[[ Data for the task open ]]

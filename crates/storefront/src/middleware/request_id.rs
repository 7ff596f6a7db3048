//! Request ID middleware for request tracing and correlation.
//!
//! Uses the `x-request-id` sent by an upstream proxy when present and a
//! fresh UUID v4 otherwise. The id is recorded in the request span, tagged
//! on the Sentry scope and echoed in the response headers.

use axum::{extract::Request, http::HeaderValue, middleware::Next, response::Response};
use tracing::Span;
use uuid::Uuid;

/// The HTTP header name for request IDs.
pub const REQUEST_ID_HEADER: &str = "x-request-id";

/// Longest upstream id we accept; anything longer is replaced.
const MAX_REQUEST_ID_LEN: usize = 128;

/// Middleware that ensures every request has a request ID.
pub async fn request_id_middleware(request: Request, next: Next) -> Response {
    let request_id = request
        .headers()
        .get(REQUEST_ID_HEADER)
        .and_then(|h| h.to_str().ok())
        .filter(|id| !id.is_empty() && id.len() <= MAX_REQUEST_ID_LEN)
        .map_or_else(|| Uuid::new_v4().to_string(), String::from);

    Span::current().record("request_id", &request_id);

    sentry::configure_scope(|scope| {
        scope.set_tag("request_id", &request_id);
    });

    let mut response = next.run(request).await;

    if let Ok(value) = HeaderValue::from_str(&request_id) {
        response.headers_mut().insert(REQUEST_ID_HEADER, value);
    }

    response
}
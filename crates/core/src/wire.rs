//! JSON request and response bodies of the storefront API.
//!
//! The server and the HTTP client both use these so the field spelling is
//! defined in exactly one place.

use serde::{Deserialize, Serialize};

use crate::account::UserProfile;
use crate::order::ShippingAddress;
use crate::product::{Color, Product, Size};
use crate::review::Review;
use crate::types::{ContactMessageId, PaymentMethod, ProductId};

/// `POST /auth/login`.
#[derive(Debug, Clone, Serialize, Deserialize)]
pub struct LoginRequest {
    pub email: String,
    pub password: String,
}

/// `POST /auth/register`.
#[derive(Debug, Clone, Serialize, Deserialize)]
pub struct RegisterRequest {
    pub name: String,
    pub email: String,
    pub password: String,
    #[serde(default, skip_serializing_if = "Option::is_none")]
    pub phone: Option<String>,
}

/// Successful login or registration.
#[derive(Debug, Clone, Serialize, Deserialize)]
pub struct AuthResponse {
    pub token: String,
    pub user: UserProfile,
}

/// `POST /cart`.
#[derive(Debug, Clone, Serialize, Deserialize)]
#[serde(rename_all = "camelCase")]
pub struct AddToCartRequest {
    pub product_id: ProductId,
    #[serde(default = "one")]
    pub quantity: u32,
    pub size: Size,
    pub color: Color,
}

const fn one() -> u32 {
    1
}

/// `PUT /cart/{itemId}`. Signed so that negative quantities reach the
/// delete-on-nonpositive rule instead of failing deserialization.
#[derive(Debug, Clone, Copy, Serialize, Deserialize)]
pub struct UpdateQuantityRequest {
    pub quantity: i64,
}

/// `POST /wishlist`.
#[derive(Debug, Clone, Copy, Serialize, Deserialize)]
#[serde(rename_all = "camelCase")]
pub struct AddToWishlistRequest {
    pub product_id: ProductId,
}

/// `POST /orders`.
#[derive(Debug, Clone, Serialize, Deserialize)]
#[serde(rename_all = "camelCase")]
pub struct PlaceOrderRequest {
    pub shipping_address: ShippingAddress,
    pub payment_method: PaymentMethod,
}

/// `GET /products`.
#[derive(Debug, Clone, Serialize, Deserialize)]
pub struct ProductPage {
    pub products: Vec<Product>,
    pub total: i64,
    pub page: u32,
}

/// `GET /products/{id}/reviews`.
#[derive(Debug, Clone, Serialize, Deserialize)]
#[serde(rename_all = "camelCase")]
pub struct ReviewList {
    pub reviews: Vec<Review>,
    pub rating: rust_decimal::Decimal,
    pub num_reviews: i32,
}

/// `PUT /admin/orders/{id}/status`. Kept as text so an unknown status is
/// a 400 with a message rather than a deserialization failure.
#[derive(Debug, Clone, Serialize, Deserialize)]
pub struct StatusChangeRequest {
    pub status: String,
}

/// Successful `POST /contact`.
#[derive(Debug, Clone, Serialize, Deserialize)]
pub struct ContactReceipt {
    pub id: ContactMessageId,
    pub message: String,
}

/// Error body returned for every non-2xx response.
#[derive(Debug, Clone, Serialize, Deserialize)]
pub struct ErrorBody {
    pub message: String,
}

[[ Data for the task closed ]]

* [Assignment]: Scan the records above and show every line in which the word "scope" occurs.

* [Answer section]:
//! on the Sentry scope and echoed in the response headers.
    sentry::configure_scope(|scope| {
        scope.set_tag("request_id", &request_id);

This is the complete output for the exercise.